Course content: Predictive modeling for linguists with R
The bootcamp is a hands-on introduction to statistical methods for both graduate students and seasoned researchers and is loosely based on the third edition (2021) of Gries’s textbook Statistics for linguistics with R (see prerequisites). The course is intended for linguists who already have a basic knowledge in statistics and some experience using R and who wish to improve their proficiency in statistical modeling of linguistic data.
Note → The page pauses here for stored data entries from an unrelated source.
//! Seat assignment rules keeping the two teams balanced.
//!
//! These are pure functions over the currently occupied seats so the lobby
//! logic and its tests share one source of truth for fairness.

use crate::state::session::{Position, Team};

/// Pick the seat for an incoming player given the seats already taken.
///
/// The player goes to the team with strictly fewer members (Blue on a tie)
/// and fills that team's goalie vacancy before the forward one, regardless of
/// join order.
pub fn assign_seat(seated: &[(Team, Position)]) -> (Team, Position) {
    let blue = seated.iter().filter(|(team, _)| *team == Team::Blue).count();
    let red = seated.iter().filter(|(team, _)| *team == Team::Red).count();

    let team = if blue <= red { Team::Blue } else { Team::Red };
    let has_goalie = seated
        .iter()
        .any(|(t, position)| *t == team && *position == Position::Goalie);
    let position = if has_goalie {
        Position::Forward
    } else {
        Position::Goalie
    };

    (team, position)
}

/// Seat layout used after a shuffle: slots 0 and 1 are Blue, the rest Red;
/// even slots take the goalie seat, odd slots the forward seat.
pub fn seat_for_slot(slot: usize) -> (Team, Position) {
    let team = if slot < 2 { Team::Blue } else { Team::Red };
    let position = if slot % 2 == 0 {
        Position::Goalie
    } else {
        Position::Forward
    };
    (team, position)
}

#[cfg(test)]
mod tests {
    use super::*;

    #[test]
    fn first_player_is_blue_goalie() {
        assert_eq!(assign_seat(&[]), (Team::Blue, Position::Goalie));
    }

    #[test]
    fn second_player_goes_to_red_goal() {
        let seated = [(Team::Blue, Position::Goalie)];
        assert_eq!(assign_seat(&seated), (Team::Red, Position::Goalie));
    }

    #[test]
    fn tie_prefers_blue_and_fills_its_forward_seat() {
        let seated = [(Team::Blue, Position::Goalie), (Team::Red, Position::Goalie)];
        assert_eq!(assign_seat(&seated), (Team::Blue, Position::Forward));
    }

    #[test]
    fn goalie_vacancy_is_filled_before_forward() {
        // Blue only has a forward, so the newcomer tends the blue goal.
        let seated = [(Team::Blue, Position::Forward), (Team::Red, Position::Goalie)];
        assert_eq!(assign_seat(&seated), (Team::Blue, Position::Goalie));
    }

    #[test]
    fn any_join_sequence_stays_balanced() {
        let mut seated: Vec<(Team, Position)> = Vec::new();
        for _ in 0..4 {
            seated.push(assign_seat(&seated));

            let blue: Vec<_> = seated.iter().filter(|(t, _)| *t == Team::Blue).collect();
            let red: Vec<_> = seated.iter().filter(|(t, _)| *t == Team::Red).collect();
            assert!(blue.len().abs_diff(red.len()) <= 1);

            for side in [&blue, &red] {
                let goalies = side.iter().filter(|(_, p)| *p == Position::Goalie).count();
                let forwards = side.iter().filter(|(_, p)| *p == Position::Forward).count();
                assert!(goalies <= 1);
                assert!(forwards <= 1);
            }
        }
    }

    #[test]
    fn shuffle_slots_cover_two_full_teams() {
        assert_eq!(seat_for_slot(0), (Team::Blue, Position::Goalie));
        assert_eq!(seat_for_slot(1), (Team::Blue, Position::Forward));
        assert_eq!(seat_for_slot(2), (Team::Red, Position::Goalie));
        assert_eq!(seat_for_slot(3), (Team::Red, Position::Forward));
    }
}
Using the open source software and programming language R, we will deal with:
- fundamental aspects of fixed effects regression modeling for both numeric and binary response variables; these include exploration of data and their preparation for modeling, model formulation and selection; numerical and visual interpretation and evaluation of models;
- more advanced aspects of fixed-effects regression modeling such as contrasts for ordinal predictors, orthogonal contrasts, curvature of numeric predictors, and maybe general linear hypothesis tests;
- the theoretical foundations of mixed-effects regression modeling;
- applications of mixed-effects modeling for both numeric and binary response variables;
- tree-based methods and random forests: 'fitting' and interpreting them with importance scores, partial dependence scores, and detecting (not just capturing) interactions.
Typical schedule
Week day |
Schedule |
|
Monday |
9.00-9.30 Welcome |
2.00 - 5.00 Class |
Tuesday |
9.00-12.15 Class |
1.45 - 5.00 Class |
Wednesday |
9.00-12.15 Class |
1.45 - 5.00 Class |
Thursday |
9.00-12.15 Class |
1.45 - 5.00 Class |
Friday |
9.00-12.15 Class |
1.45 - 5.00 Class |
Class sessions of more than two hours include a 15-minute break.